Stuart Butchart, head of science for BirdLife International, says that many types of extreme weather can take a heavy toll on birds. Severe heat waves can kill large numbers of birds, such as thousands of wild budgerigars in Australia in 2009. Hurricanes can seriously damage habitat and decrease populations for years afterward, as happened to Northern Cardinals after Hurricane Katrina in 2005, while floods can wash away the nests of ground-nesting species and drown chicks. And heavy snows reduce food availability for ground-foraging birds such as quail.
Looking to the future of how birds might fare amid climate change, The Messengers report released by BirdLife International and Audubon includes two case studies about how more frequent heat waves and increased storms are likely to cause mass bird die-offs.
How Well Can Birds Adapt?
Butchart points to a few documented examples of migrant species avoiding extreme weather, such as Golden-winged Warblers flying hundreds of miles to evade a severe storm and tornadoes in 2014. “However, most species are resident and don’t have the option or ability to relocate like this,” he says. “Extreme weather can wipe out entire breeding seasons and lead to knock-over effects that last years.”
As for this winter’s unusually balmy temperatures in the Eastern U.S., Geoff LeBaron, director of Audubon’s Christmas Bird Count, says that some species such as Snow Geese and Sandhill Cranes were observed migrating later than usual this season.
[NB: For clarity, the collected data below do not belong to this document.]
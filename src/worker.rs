use deadpool_redis::{redis::AsyncCommands, Config, Connection, Pool, Runtime};
use std::sync::Arc;
use std::time::Duration;
use tokio::sync::Semaphore;
use tracing::info;

use pdf_chat::application::{PromptTemplate, QaService, RagService};
use pdf_chat::domain::TextSplitter;
use pdf_chat::infrastructure::{
    init_tracing, keys, queues, AppConfig, AskJob, JobHandler, JobKind, JobResult, OpenAiLlm,
    ProcessDocumentsJob, QdrantVectorStore, TextEmbedding,
};

pub type RedisPool = Pool;

#[derive(Debug, thiserror::Error)]
pub enum WorkerError {
    #[error("Redis pool error: {0}")]
    Pool(String),
    #[error("Redis error: {0}")]
    Redis(String),
    #[error("Serialization error: {0}")]
    Serialization(#[from] serde_json::Error),
    #[error("Processing error: {0}")]
    Processing(String),
}

pub type Result<T> = std::result::Result<T, WorkerError>;

pub fn create_pool(redis_url: &str) -> Result<RedisPool> {
    let cfg = Config::from_url(redis_url);
    cfg.create_pool(Some(Runtime::Tokio1))
        .map_err(|e| WorkerError::Pool(e.to_string()))
}

pub struct WorkerState {
    pub redis_pool: RedisPool,
    pub handler: JobHandler,
    pub result_ttl_seconds: u64,
}

impl WorkerState {
    pub async fn new(redis_pool: RedisPool, config: &AppConfig) -> anyhow::Result<Self> {
        let cfg = &config.config;

        let embedding = Arc::new(TextEmbedding::from_config(&cfg.embedding));
        let vector_store = Arc::new(
            QdrantVectorStore::new(&cfg.qdrant.url, &cfg.qdrant.collection, cfg.embedding.dimension)
                .await?,
        );
        let rag = Arc::new(RagService::new(embedding, vector_store, cfg.rag.top_k));

        let qa = QaService::new(rag.clone(), Arc::new(OpenAiLlm::from_config(&cfg.llm)))
            .with_template(PromptTemplate::new(&config.prompts.qa.template)?)
            .with_system_prompt(&config.prompts.qa.system)
            .with_timeout(Duration::from_secs(cfg.llm.timeout_seconds));

        let splitter = TextSplitter::new(cfg.splitter.chunk_size, cfg.splitter.chunk_overlap)?;

        Ok(Self {
            redis_pool,
            handler: JobHandler::new(splitter, rag, Arc::new(qa)),
            result_ttl_seconds: cfg.worker.result_ttl_seconds,
        })
    }
}

pub struct JobConsumer {
    state: Arc<WorkerState>,
    concurrency: usize,
    poll_interval: Duration,
}

impl JobConsumer {
    pub fn new(state: WorkerState, concurrency: usize, poll_interval: Duration) -> Self {
        Self {
            state: Arc::new(state),
            concurrency: concurrency.max(1),
            poll_interval,
        }
    }

    pub async fn start(&self) -> Result<()> {
        let semaphore = Arc::new(Semaphore::new(self.concurrency));
        tracing::info!(concurrency = self.concurrency, "consumer started");

        loop {
            let permit = semaphore
                .clone()
                .acquire_owned()
                .await
                .map_err(|e| WorkerError::Processing(e.to_string()))?;
            let state = self.state.clone();

            tokio::spawn(async move {
                let _permit = permit;
                if let Err(e) = process_next_job(&state).await {
                    tracing::error!(error = %e, "job failed");
                }
            });

            tokio::time::sleep(self.poll_interval).await;
        }
    }
}

async fn conn(state: &WorkerState) -> Result<Connection> {
    state
        .redis_pool
        .get()
        .await
        .map_err(|e| WorkerError::Pool(e.to_string()))
}

async fn set_status(state: &WorkerState, conn: &mut Connection, status: &JobResult) -> Result<()> {
    let json = serde_json::to_string(status)?;
    conn.set_ex::<_, _, ()>(
        keys::job_status(&status.job_id),
        &json,
        state.result_ttl_seconds,
    )
    .await
    .map_err(|e| WorkerError::Redis(e.to_string()))
}

async fn process_next_job(state: &WorkerState) -> Result<()> {
    let mut c = conn(state).await?;

    let result: Option<(String, String)> = c
        .brpop(&queues::ALL, 1.0)
        .await
        .map_err(|e| WorkerError::Redis(e.to_string()))?;

    if let Some((queue, job_json)) = result {
        match queue.as_str() {
            q if q == queues::DOCUMENTS_QUEUE => match serde_json::from_str(&job_json) {
                Ok(job) => process_documents_job(state, &mut c, job).await?,
                Err(e) => reject_job(state, &mut c, &job_json, JobKind::ProcessDocuments, e).await?,
            },
            q if q == queues::ASK_QUEUE => match serde_json::from_str(&job_json) {
                Ok(job) => process_ask_job(state, &mut c, job).await?,
                Err(e) => reject_job(state, &mut c, &job_json, JobKind::Ask, e).await?,
            },
            _ => tracing::warn!(queue, "unknown queue"),
        }
    }
    Ok(())
}

async fn reject_job(
    state: &WorkerState,
    c: &mut Connection,
    raw: &str,
    kind: JobKind,
    error: serde_json::Error,
) -> Result<()> {
    match JobResult::undecodable(raw, kind, &error) {
        Some(result) => {
            tracing::warn!(job_id = %result.job_id, error = %error, "rejecting malformed job");
            set_status(state, c, &result).await
        }
        None => Err(WorkerError::Serialization(error)),
    }
}

async fn process_documents_job(
    state: &WorkerState,
    c: &mut Connection,
    job: ProcessDocumentsJob,
) -> Result<()> {
    tracing::info!(job_id = %job.job_id, documents = job.documents.len(), "processing documents");
    set_status(state, c, &JobResult::processing(job.job_id, JobKind::ProcessDocuments)).await?;

    let result = state.handler.process_documents(&job).await;
    set_status(state, c, &result).await?;

    tracing::info!(job_id = %job.job_id, status = result.status.as_str(), "documents job finished");
    Ok(())
}

async fn process_ask_job(state: &WorkerState, c: &mut Connection, job: AskJob) -> Result<()> {
    tracing::info!(job_id = %job.job_id, "answering question");
    set_status(state, c, &JobResult::processing(job.job_id, JobKind::Ask)).await?;

    let result = state.handler.ask(&job).await;
    set_status(state, c, &result).await?;

    tracing::info!(job_id = %job.job_id, status = result.status.as_str(), "ask job finished");
    Ok(())
}

#[tokio::main]
async fn main() -> anyhow::Result<()> {
    dotenvy::dotenv().ok();

    let config = AppConfig::load()?;
    init_tracing("worker=debug,pdf_chat=debug", config.config.logging.json);

    let redis_pool = create_pool(&config.config.redis_url)?;
    info!("Redis connected");

    let state = WorkerState::new(redis_pool, &config).await?;
    info!("Qdrant connected");

    let worker = &config.config.worker;
    let consumer = JobConsumer::new(
        state,
        worker.concurrency,
        Duration::from_millis(worker.poll_interval_ms),
    );

    info!(concurrency = worker.concurrency, "worker started");
    tokio::select! {
        result = consumer.start() => result?,
        _ = tokio::signal::ctrl_c() => info!("shutdown requested"),
    }

    Ok(())
}
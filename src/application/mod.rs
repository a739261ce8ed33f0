//! Application layer - Use cases and orchestration.
//!
//! Services here turn uploaded PDFs into an indexed set of chunks and answer
//! questions against that index. They depend on domain ports (traits) rather
//! than concrete implementations.

pub mod services;

pub use services::{DocumentService, PromptTemplate, QaService, RagService, UploadedPdf};
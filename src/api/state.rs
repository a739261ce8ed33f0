use std::sync::Arc;

use crate::api::queue::{JobProducer, RedisPool};
use crate::application::DocumentService;
use crate::infrastructure::AppConfig;

#[derive(Clone)]
pub struct AppState {
    pub redis_pool: RedisPool,
    pub job_producer: JobProducer,
    pub document_service: Arc<DocumentService>,
    pub config: Arc<AppConfig>,
}

impl AppState {
    pub fn new(
        redis_pool: RedisPool,
        document_service: Arc<DocumentService>,
        config: AppConfig,
    ) -> Self {
        let config = Arc::new(config);
        let job_producer =
            JobProducer::new(redis_pool.clone(), config.config.worker.result_ttl_seconds);
        Self {
            redis_pool,
            job_producer,
            document_service,
            config,
        }
    }
}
Shorter distance migrants, including waterfowl and some songbirds like robins, only move when they have to, says LeBaron. “These species are definitely affected by warmer temperatures.” Warmer ocean temperatures can also lead to seabirds staying farther north than usual for the time of year, such as Great Shearwaters and Manx Shearwaters seen along the coast of New England during the last few CBCs.
Less likely to be affected are the neotropical migrants that fly long distances to Latin America and the Caribbean—such as warblers, tanagers, and vireos—because they time their migrations based on day length and light levels.
What’s Causing the Extreme Weather?
The best answer is most likely a complex interplay of climate change, El Niño, and local variations in weather, plus a little chaos thrown in for good measure. Kevin Trenberth, distinguished senior scientist with the National Center for Atmospheric Research, suggests that a better question to ask is not “Is climate change causing this extreme weather?” but “How is it changing the odds that extreme weather events will happen?” Scientists have found in numerous studies that climate change is making extreme weather more likely and making it more intense: increasing the probability of heavier precipitation and more severe droughts, for example.
Trenberth says that warming oceans are leading to warmer air with higher moisture, which “invigorates all storms and leads to record amounts of rainfall and even snows. So what we see is the combination of El Niño and global warming,” also influenced by other lesser factors. He points to unusually heavy rainfall in Missouri last month as one example of this “magnifier effect.”
“When El Niño and global warming come together [...] records are broken," says Trenberth. “This is a sign of the future: the sort of thing we will see every year in about 20 years.”